I’m just wondering if everything is fine with these databases. Every day, I have to recover one of them, two or all three, and every night, while completing scheduled tasks I got a message “Database corrupted”.
What’s wrong with it? No errors in syslog, no disk errors (I fsck it regularly).
Any ideas please?
Thank you.
Use Chuck’s DB Repair. I’m guessing whatever you think youre doing when you recover them isn’t actually bringing back the good working version. So you’re restoring broken databases is my guess. Are you deleting the -wal files when you recover from backup? Coz they’re not supposed to be there.
Switched off all scheduled tasks and nor “corrupted databases”, nor “(Plex Media Scanner), jid 0, uid 972: exited on signal 11” in syslog… As they say, that’s what had to be proven. Anybody know what exactly do these “scheduled tasks”? What does mean, for example, “Optimize database every week”, “Upgrade media analysis during maintenance” and so on?
I ‘PRAGMA integrity_check’, ‘VACUUM’ and ‘REINDEX’ databases using cron every night. And I don’t understand why Plex Scanner started by Scheduled Tasks every time crashes (Just a few minutes later 2 am). Everything is fine when I start it manually.
Cool work on the HostConfig.
I’d recommend you further refine that to ensure the host is BSD
– Is there a default location for AppSuppDir or a common place to find it?
Please remember, there are limits to what the tool can fix.
Its primary purpose is to fix malformed DB files (the physical DB is damaged).
It cannot fix content errors (failed migrations, etc)
When you run your nightly backups, do you stop Plex Media Server first, then perform the backup, and then restart PMS? I ask because attempting to restore from a database backed up without doing so can lead to corruption (for at least a couple of reasons).
Even with my knowledge and access, it’s too complex for me to fully understand all the relationships. Only the engineering team really knows all the details.
I can offer you my DB tool which helps keep what you have in the best possible form.
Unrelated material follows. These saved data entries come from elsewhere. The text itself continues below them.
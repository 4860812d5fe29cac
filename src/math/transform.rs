// Copyright 2020 @TwoCookingMice

use super::constants::{ Float, Matrix4f, Vector3f, Vector4f };

#[derive(Debug, Copy, Clone, PartialEq)]
pub struct Transform {
    matrix: Matrix4f,
    inv_matrix: Matrix4f
}

impl Default for Transform {
    fn default() -> Self {
        Self { matrix: Matrix4f::identity(),
               inv_matrix: Matrix4f::identity() }
    }
}

impl Transform {
    pub fn new(matrix: Matrix4f) -> Self {
        let inv_matrix = matrix.try_inverse().unwrap_or_else(|| {
            log::warn!("Transform matrix is singular, using identity as its inverse.");
            Matrix4f::identity()
        });
        Self { matrix, inv_matrix }
    }

    pub fn try_new(matrix: Matrix4f) -> Option<Self> {
        matrix.try_inverse().map(|inv_matrix| Self { matrix, inv_matrix })
    }

    pub fn translation(offset: Vector3f) -> Self {
        Self::new(Matrix4f::new_translation(&offset))
    }

    pub fn scaling(scale: Vector3f) -> Self {
        Self::new(Matrix4f::new_nonuniform_scaling(&scale))
    }

    pub fn matrix(&self) -> &Matrix4f {
        &self.matrix
    }

    pub fn inv_matrix(&self) -> &Matrix4f {
        &self.inv_matrix
    }

    pub fn inverse(&self) -> Self {
        Self { matrix: self.inv_matrix, inv_matrix: self.matrix }
    }

    /// `self * other`: applies `other` first.
    pub fn compose(&self, other: &Transform) -> Self {
        Self { matrix: self.matrix * other.matrix,
               inv_matrix: other.inv_matrix * self.inv_matrix }
    }

    pub fn apply_point(&self, p: Vector3f) -> Vector3f {
        dehomogenize(&(self.matrix * Vector4f::new(p[0], p[1], p[2], 1.0)))
    }

    pub fn apply_vector(&self, v: Vector3f) -> Vector3f {
        let x = v[0] * self.matrix[(0, 0)] + v[1] * self.matrix[(0, 1)] + v[2] * self.matrix[(0, 2)];
        let y = v[0] * self.matrix[(1, 0)] + v[1] * self.matrix[(1, 1)] + v[2] * self.matrix[(1, 2)];
        let z = v[0] * self.matrix[(2, 0)] + v[1] * self.matrix[(2, 1)] + v[2] * self.matrix[(2, 2)];

        Vector3f::new(x, y, z)
    }

    pub fn inv_apply_point(&self, p: Vector3f) -> Vector3f {
        dehomogenize(&(self.inv_matrix * Vector4f::new(p[0], p[1], p[2], 1.0)))
    }
}

/// Divides by w. Points at infinity come back as NaN so callers can discard them.
pub fn dehomogenize(p: &Vector4f) -> Vector3f {
    if p[3].abs() < Float::EPSILON {
        return Vector3f::new(Float::NAN, Float::NAN, Float::NAN);
    }
    Vector3f::new(p[0] / p[3], p[1] / p[3], p[2] / p[3])
}

/// World-to-view matrix for a camera at `eye` looking at `target`. View space
/// looks down +z with +x to the right and +y up.
pub fn look_at(eye: Vector3f, target: Vector3f, up: Vector3f) -> Matrix4f {
    let forward = (target - eye).normalize();
    let right = forward.cross(&up).normalize();
    let up = right.cross(&forward).normalize();

    Matrix4f::new(
        right.x, right.y, right.z, -right.dot(&eye),
        up.x, up.y, up.z, -up.dot(&eye),
        forward.x, forward.y, forward.z, -forward.dot(&eye),
        0.0, 0.0, 0.0, 1.0,
    )
}

#[cfg(test)]
mod tests {
    use super::*;

    #[test]
    fn test_transform_inverse_round_trip() {
        let t = Transform::translation(Vector3f::new(1.0, -2.0, 3.0))
            .compose(&Transform::scaling(Vector3f::new(2.0, 0.5, 4.0)));
        let p = Vector3f::new(0.25, 1.5, -0.75);
        let q = t.inv_apply_point(t.apply_point(p));
        assert!((p - q).norm() < 1e-5);
    }

    #[test]
    fn test_look_at_maps_target_onto_positive_z() {
        let eye = Vector3f::new(0.0, 0.0, -3.0);
        let view = Transform::new(look_at(eye, Vector3f::zeros(), Vector3f::new(0.0, 1.0, 0.0)));
        let p = view.apply_point(Vector3f::zeros());
        assert!(p.x.abs() < 1e-6);
        assert!(p.y.abs() < 1e-6);
        assert!((p.z - 3.0).abs() < 1e-6);
    }
}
It cleans out deleted records and will optimize the DB as well as rebuild indexes,
You’re welcome to read the documentation I have for it and use it if you want.
In general, folks usually find that:
Auto optimization works the best for most cases
Pruning & purging old temp files from PMS helps manage the fileystem bloat.
Should you need to restore a DB from one of Plex’s backups, it ensures that the incoming DB isn’t corrupted (at the DB level) and manages PMS to ensure you don’t get a bad DB during the restore process (Process control)
You want a solution to fix your problem? There isn’t any. Your problem is that you don’t understand what everyone is telling you. There’s no way to fix the content now that it’s in that state. The guy who wrote the DB Repair script just told you that even he can’t fix that. If his script can’t fix your database, it means you gotta start from scratch.
My tool can only fix the SQLite database structure.
It is a shell script. It can’t interpret the contents of each record, or a set of records, in a database and figure out what’s wrong
(My tool is 2,362 lines line compared to the 400,000+ lines of code in PMS)
This really is one of those situations where you have to start over.
WITH THAT SAID – If you have cloud sync enabled to retain your watch history, when you do start over, PMS will retrieve your watch history for your media.
For future planning.
Put custom posters you want to use in with the media (and enable the “Local Media Assets” agent)
Stop the DB before backups or any other database operations
– ONLY PMS can backup its database while running BECAUSE it owns the DB AND it locks the DB while making the backup so that no records can be changed.
I told you, what Plex is backing up is a corrupted database. This is why despite your pronunciations that you know about databases, I don’t believe it. This logic is so basic. It feels like I’m talking to a child. Read what I said before:
I’m trying to help you, but since my help doesn’t fix your problem, you think that I’m not trying to help you. Very well, wallow in your own misery. Have fun.